Thursday, July 31, 2008

Dara Torres and the Mind and Body of an Athlete

Jeff Taylor Reason Magazine, undertakes the case of Dara Torres, the 41 year old, five time Olympian who is swimming near the top of the swimming world. In a world where Torres is competing against athletes who are young enough to be her own daugthers, everyone assumes that Torres has found some way to cheat.

Taylor talks about the physiological and psychological benefits of motherhood (Torres has a two year old daughter). He talks of personal turnarounds, etc:
The advantages of motherhood might be all psychological, yet very real nonetheless. Certainly the sports comeback meme routinely features a mental and emotional component.

Besides, the Official Feel Good Story of MLB this year has been the resurrection of Josh Hamilton. The former number one overall draft pick, who spent a couple years digging ditches after blowing almost $4 million on a cocaine addiction, was an All-Star just a couple weeks ago. Hamilton's sober status is confirmed with regular urine tests, the negative results of which are taken at face-value. At every opportunity, Hamilton credits his religious faith and his wife with turning his life and career around.

With that, Hamilton joins former NFL and Super Bowl MVP Kurt Warner, who came from absolutely nowhere to guide the St. Louis Rams' Greatest Show on Turf to a title. His absurd fairy-tale story was not doubted as the likely product of cheating. Athletes like Hamilton and Warner routinely tout a change in personal outlook or relationships as having a profoundly positive impact on their performance.

With these examples in mind, it seems totally plausible that Dara Torres, happy mother of a two-year-old girl, has found a focus and sense of well-being that she might not have previously. Here is where it becomes clear why Forde and other Torres doubters like to portray swimming as primarily a function of lung capacity. Admitting that the ability to focus and maintain a peace of mind might boost performance undermines the case against Torres.

Fortunately for her, swimming is not just about lungs. Body control and consistency of stroke matter. Think of all the things that can go wrong with a golf swing. Now imagine aiming to take the perfect swing several times a second. In short, perhaps the 41-year-old Torres is finally the swimmer she was always capable of being.
Torres' success does come with a price tag, over $100,000 per year for her coach, trainer, two massueses (I think), a nutritionist/cook and a nanny.

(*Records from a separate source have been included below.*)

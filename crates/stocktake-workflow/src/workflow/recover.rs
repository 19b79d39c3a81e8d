//! Recover: acknowledge lost scans and restart counting from empty.

use serde::{Deserialize, Serialize};
use tracing::{debug, warn};
use ts_rs::TS;

use stocktake_core::validation::ensure_in_progress;
use stocktake_core::SessionId;

use super::InventoryWorkflow;
use crate::error::ServiceResult;
use crate::store::InventoryStore;

#[derive(Debug, Clone, PartialEq, Eq, Serialize, Deserialize, TS)]
#[ts(export)]
#[serde(rename_all = "camelCase")]
pub struct RecoverResponse {
    pub session_id: SessionId,
    /// False when the session still had its scans and nothing was touched.
    pub reopened: bool,
}

impl<S: InventoryStore> InventoryWorkflow<S> {
    /// Re-opens an empty scan slot for a session being counted whose scans
    /// were lost. The operator recounts the zone from scratch.
    pub async fn recover(&self, session_id: SessionId) -> ServiceResult<RecoverResponse> {
        debug!(session_id, "recover");

        let session = self.load_session(session_id).await?;
        ensure_in_progress(&session)?;

        if self.cache.is_open(session_id) {
            return Ok(RecoverResponse {
                session_id,
                reopened: false,
            });
        }

        self.cache.open(session_id);
        warn!(
            session_id,
            zone_id = session.zone.id,
            "Scan slot re-opened after loss; zone must be recounted"
        );

        Ok(RecoverResponse {
            session_id,
            reopened: true,
        })
    }
}
//! # Domain Types
//!
//! Core domain types used throughout the audit workflow.
//!
//! ## Type Hierarchy
//! ```text
//! ┌─────────────────────────────────────────────────────────────────────────┐
//! │                         Domain Types                                    │
//! │                                                                         │
//! │  ┌─────────────────┐   ┌─────────────────┐   ┌─────────────────┐       │
//! │  │      Zone       │   │     Session     │   │  Verification   │       │
//! │  │  ─────────────  │   │  ─────────────  │   │  ─────────────  │       │
//! │  │  id             │◄──│  zone_id        │◄──│  session_id     │       │
//! │  │  branch_id      │   │  group_id       │   │  checker_id     │       │
//! │  │  state          │   │  observations   │   │  approved       │       │
//! │  └─────────────────┘   └─────────────────┘   └─────────────────┘       │
//! │          ▲                      ▲                                       │
//! │  ┌───────┴─────────┐   ┌────────┴────────┐   ┌─────────────────┐       │
//! │  │      Item       │   │   ScannedItem   │   │ InventoryDetail │       │
//! │  │  code, name     │   │  (cache only)   │   │ (approval only) │       │
//! │  │  state_id       │   │  classification │   │  state_id       │       │
//! │  └─────────────────┘   └─────────────────┘   └─────────────────┘       │
//! └─────────────────────────────────────────────────────────────────────────┘
//! ```
//!
//! ## Identifiers
//! Every identifier is an `i64` row id assigned by the store.

use std::fmt;

use chrono::{DateTime, Utc};
use serde::{Deserialize, Serialize};
use ts_rs::TS;

use crate::error::{CoreError, CoreResult};

pub type BranchId = i64;
pub type ZoneId = i64;
pub type ItemId = i64;
pub type ItemStateId = i64;
pub type SessionId = i64;
pub type GroupId = i64;
pub type UserId = i64;
pub type CheckerId = i64;
pub type VerificationId = i64;

// =============================================================================
// Zone State Machine
// =============================================================================

/// Availability of a zone for counting.
///
/// ## Lifecycle
/// ```text
///            StartCount            FinishCount
///  Available ──────────► InInventory ──────────► InVerification
///      ▲                                               │
///      └───────────────── CloseVerification ───────────┘
/// ```
/// No other edge exists. [`ZoneState::apply`] is total over every
/// (state, event) pair, so an illegal pair is an error value, never a panic.
#[derive(Debug, Clone, Copy, PartialEq, Eq, Hash, Serialize, Deserialize, TS)]
#[cfg_attr(feature = "sqlx", derive(sqlx::Type))]
#[cfg_attr(feature = "sqlx", sqlx(rename_all = "snake_case"))]
#[ts(export)]
#[serde(rename_all = "snake_case")]
pub enum ZoneState {
    /// Idle; a new count may start.
    Available,
    /// A session is counting the zone.
    InInventory,
    /// Counting finished; waiting for a checker.
    InVerification,
}

impl ZoneState {
    /// Applies a workflow event and returns the next state.
    pub fn apply(self, event: ZoneEvent) -> CoreResult<ZoneState> {
        match (self, event) {
            (ZoneState::Available, ZoneEvent::StartCount) => Ok(ZoneState::InInventory),
            (ZoneState::InInventory, ZoneEvent::FinishCount) => Ok(ZoneState::InVerification),
            (ZoneState::InVerification, ZoneEvent::CloseVerification) => Ok(ZoneState::Available),
            (ZoneState::Available, ZoneEvent::FinishCount | ZoneEvent::CloseVerification)
            | (ZoneState::InInventory, ZoneEvent::StartCount | ZoneEvent::CloseVerification)
            | (ZoneState::InVerification, ZoneEvent::StartCount | ZoneEvent::FinishCount) => {
                Err(CoreError::IllegalTransition { state: self, event })
            }
        }
    }

    /// The state an event must be applied from.
    pub fn source_of(event: ZoneEvent) -> ZoneState {
        match event {
            ZoneEvent::StartCount => ZoneState::Available,
            ZoneEvent::FinishCount => ZoneState::InInventory,
            ZoneEvent::CloseVerification => ZoneState::InVerification,
        }
    }

    pub fn as_str(&self) -> &'static str {
        match self {
            ZoneState::Available => "available",
            ZoneState::InInventory => "in_inventory",
            ZoneState::InVerification => "in_verification",
        }
    }
}

impl Default for ZoneState {
    fn default() -> Self {
        ZoneState::Available
    }
}

impl fmt::Display for ZoneState {
    fn fmt(&self, f: &mut fmt::Formatter<'_>) -> fmt::Result {
        f.write_str(self.as_str())
    }
}

/// Transitions a workflow operation asks of a zone.
#[derive(Debug, Clone, Copy, PartialEq, Eq, Serialize, Deserialize)]
#[serde(rename_all = "snake_case")]
pub enum ZoneEvent {
    /// Start: open a session.
    StartCount,
    /// Finish: stop counting, wait for a checker.
    FinishCount,
    /// Decide: checker approved or rejected the count.
    CloseVerification,
}

impl fmt::Display for ZoneEvent {
    fn fmt(&self, f: &mut fmt::Formatter<'_>) -> fmt::Result {
        let text = match self {
            ZoneEvent::StartCount => "start a count",
            ZoneEvent::FinishCount => "finish a count",
            ZoneEvent::CloseVerification => "close a verification",
        };
        f.write_str(text)
    }
}

// =============================================================================
// Roles
// =============================================================================

/// Role of the acting user, as resolved by the (external) auth layer.
#[derive(Debug, Clone, Copy, PartialEq, Eq, Serialize, Deserialize, TS)]
#[cfg_attr(feature = "sqlx", derive(sqlx::Type))]
#[cfg_attr(feature = "sqlx", sqlx(rename_all = "snake_case"))]
#[ts(export)]
#[serde(rename_all = "snake_case")]
pub enum Role {
    Admin,
    AreaManager,
    Operator,
    Checker,
}

impl fmt::Display for Role {
    fn fmt(&self, f: &mut fmt::Formatter<'_>) -> fmt::Result {
        let text = match self {
            Role::Admin => "admin",
            Role::AreaManager => "area_manager",
            Role::Operator => "operator",
            Role::Checker => "checker",
        };
        f.write_str(text)
    }
}

// =============================================================================
// Master Data
// =============================================================================

/// A physical area whose items are periodically counted.
#[derive(Debug, Clone, PartialEq, Eq, Serialize, Deserialize, TS)]
#[cfg_attr(feature = "sqlx", derive(sqlx::FromRow))]
#[ts(export)]
pub struct Zone {
    pub id: ZoneId,
    pub name: String,
    pub branch_id: BranchId,
    /// The single area manager responsible for the zone.
    pub area_manager_id: UserId,
    pub state: ZoneState,
}

/// A physical asset located in exactly one zone.
#[derive(Debug, Clone, PartialEq, Eq, Serialize, Deserialize, TS)]
#[cfg_attr(feature = "sqlx", derive(sqlx::FromRow))]
#[ts(export)]
pub struct Item {
    pub id: ItemId,
    /// Business identifier printed on the label (what gets scanned).
    pub code: String,
    pub name: String,
    pub zone_id: ZoneId,
    /// Current condition; the expected state during reconciliation.
    pub state_id: ItemStateId,
}

/// Catalogue entry for an item condition ("ok", "damaged", ...).
#[derive(Debug, Clone, PartialEq, Eq, Serialize, Deserialize, TS)]
#[cfg_attr(feature = "sqlx", derive(sqlx::FromRow))]
#[ts(export)]
pub struct ItemState {
    pub id: ItemStateId,
    pub label: String,
}

/// The team performing a count.
#[derive(Debug, Clone, PartialEq, Eq, Serialize, Deserialize, TS)]
#[cfg_attr(feature = "sqlx", derive(sqlx::FromRow))]
#[ts(export)]
pub struct OperatingGroup {
    pub id: GroupId,
    pub name: String,
    pub branch_id: BranchId,
}

/// Auditor profile attached to a user.
#[derive(Debug, Clone, PartialEq, Eq, Serialize, Deserialize, TS)]
#[cfg_attr(feature = "sqlx", derive(sqlx::FromRow))]
#[ts(export)]
pub struct Checker {
    pub id: CheckerId,
    pub user_id: UserId,
    pub branch_id: BranchId,
    pub name: String,
}

// =============================================================================
// Inventory Session
// =============================================================================

/// One audit attempt against a zone.
#[derive(Debug, Clone, PartialEq, Eq, Serialize, Deserialize, TS)]
#[cfg_attr(feature = "sqlx", derive(sqlx::FromRow))]
#[ts(export)]
pub struct Session {
    pub id: SessionId,
    pub zone_id: ZoneId,
    pub group_id: GroupId,
    pub started_by: UserId,
    #[ts(as = "String")]
    pub started_at: DateTime<Utc>,
    /// Append-only free text; Finish adds the closing note.
    pub observations: String,
}

/// A session as read together with its zone.
///
/// This is the snapshot every validator check runs against.
#[derive(Debug, Clone, PartialEq, Eq, Serialize, Deserialize, TS)]
#[ts(export)]
pub struct SessionWithZone {
    pub session: Session,
    pub zone: Zone,
    /// Set once a checker has decided on the session.
    pub verification_id: Option<VerificationId>,
    /// Newest session opened on the zone. Only that one may still act on it.
    pub current_session_id: SessionId,
}

impl SessionWithZone {
    #[inline]
    pub fn is_verified(&self) -> bool {
        self.verification_id.is_some()
    }

    /// True when no later session has been opened on the zone.
    #[inline]
    pub fn is_current(&self) -> bool {
        self.session.id == self.current_session_id
    }
}

/// Input for creating a session.
#[derive(Debug, Clone, PartialEq, Eq, Serialize, Deserialize)]
pub struct NewSession {
    pub zone_id: ZoneId,
    pub group_id: GroupId,
    pub started_by: UserId,
    pub started_at: DateTime<Utc>,
    pub observations: String,
}

// =============================================================================
// Scans
// =============================================================================

/// Whether a scanned item belongs to the zone being counted.
#[derive(Debug, Clone, Copy, PartialEq, Eq, Serialize, Deserialize, TS)]
#[ts(export)]
#[serde(rename_all = "snake_case")]
pub enum ScanClassification {
    /// The item's owning zone is the session's zone.
    Correct,
    /// The item is registered to another zone.
    WrongZone,
}

impl ScanClassification {
    #[inline]
    pub fn is_correct(&self) -> bool {
        matches!(self, ScanClassification::Correct)
    }
}

impl fmt::Display for ScanClassification {
    fn fmt(&self, f: &mut fmt::Formatter<'_>) -> fmt::Result {
        match self {
            ScanClassification::Correct => f.write_str("correct"),
            ScanClassification::WrongZone => f.write_str("wrong_zone"),
        }
    }
}

/// One scan held in the session cache.
///
/// ## Snapshot Pattern
/// Code and name are copied from the item at scan time so a report can name
/// items that do not belong to the zone being counted.
#[derive(Debug, Clone, PartialEq, Eq, Serialize, Deserialize, TS)]
#[ts(export)]
pub struct ScannedItem {
    pub item_id: ItemId,
    pub item_code: String,
    pub item_name: String,
    /// State declared by the operator.
    pub state_id: ItemStateId,
    pub classification: ScanClassification,
    #[ts(as = "String")]
    pub scanned_at: DateTime<Utc>,
}

// =============================================================================
// Verification Outcome
// =============================================================================

/// The durable auditor record.
#[derive(Debug, Clone, PartialEq, Eq, Serialize, Deserialize, TS)]
#[cfg_attr(feature = "sqlx", derive(sqlx::FromRow))]
#[ts(export)]
pub struct Verification {
    pub id: VerificationId,
    pub session_id: SessionId,
    pub checker_id: CheckerId,
    pub approved: bool,
    pub observations: String,
    #[ts(as = "String")]
    pub verified_at: DateTime<Utc>,
}

/// Input for creating a verification.
#[derive(Debug, Clone, PartialEq, Eq, Serialize, Deserialize)]
pub struct NewVerification {
    pub session_id: SessionId,
    pub checker_id: CheckerId,
    pub approved: bool,
    pub observations: String,
    pub verified_at: DateTime<Utc>,
}

/// An accepted scan made durable on approval.
#[derive(Debug, Clone, PartialEq, Eq, Serialize, Deserialize, TS)]
#[cfg_attr(feature = "sqlx", derive(sqlx::FromRow))]
#[ts(export)]
pub struct InventoryDetail {
    pub id: i64,
    pub session_id: SessionId,
    pub item_id: ItemId,
    pub state_id: ItemStateId,
}

/// Input for creating an inventory detail.
#[derive(Debug, Clone, PartialEq, Eq, Serialize, Deserialize)]
pub struct NewInventoryDetail {
    pub session_id: SessionId,
    pub item_id: ItemId,
    pub state_id: ItemStateId,
}

/// Everything Decide persists in one transaction.
#[derive(Debug, Clone, PartialEq, Eq, Serialize, Deserialize)]
pub struct VerificationOutcome {
    pub zone_id: ZoneId,
    pub verification: NewVerification,
    /// Empty on rejection.
    pub details: Vec<NewInventoryDetail>,
}

impl VerificationOutcome {
    /// Builds the outcome of a checker decision over the session's scans.
    ///
    /// Only `Correct` scans become details, and only when approved.
    pub fn from_scans(
        zone_id: ZoneId,
        verification: NewVerification,
        scans: &[ScannedItem],
    ) -> Self {
        let details = if verification.approved {
            scans
                .iter()
                .filter(|scan| scan.classification.is_correct())
                .map(|scan| NewInventoryDetail {
                    session_id: verification.session_id,
                    item_id: scan.item_id,
                    state_id: scan.state_id,
                })
                .collect()
        } else {
            Vec::new()
        };

        VerificationOutcome {
            zone_id,
            verification,
            details,
        }
    }
}

// =============================================================================
// Unit Tests
// =============================================================================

But it is hard to argue with success (just look at the physical results:

Photo from New York Times.

Clearly she has worked to hone her body and perhaps it is with the benefit of age comes the need of consistency and certainly the ability to focus on goals. There are 20 and 25 year old kids competing in the Olympics who would kill for a body like that.

But is she cheating? I doubt it, with this much scrutiny, it is highly unlikely that she is doping.

So the question is, how is she doing it?

My theory is brains. In short, she is pushing the envelope of her sport and her age by being smarter than everyone else. Yes, she has raw talent and certain physical attributes that make good swimmers, flexible ankles for kicking, somewhat big hands, long arms, thin body. She is clearly dedicated to training and working her body. Her sport is one without the impact abuse of say running or soccer, so that can extend her competitive career. But she appears to be going at thinks much smarter than her competition.

I hope she wins because as I approach teh big 4-0 myself, I would like to know that if I am smart, I can still compete with the younger guys to a certain extent.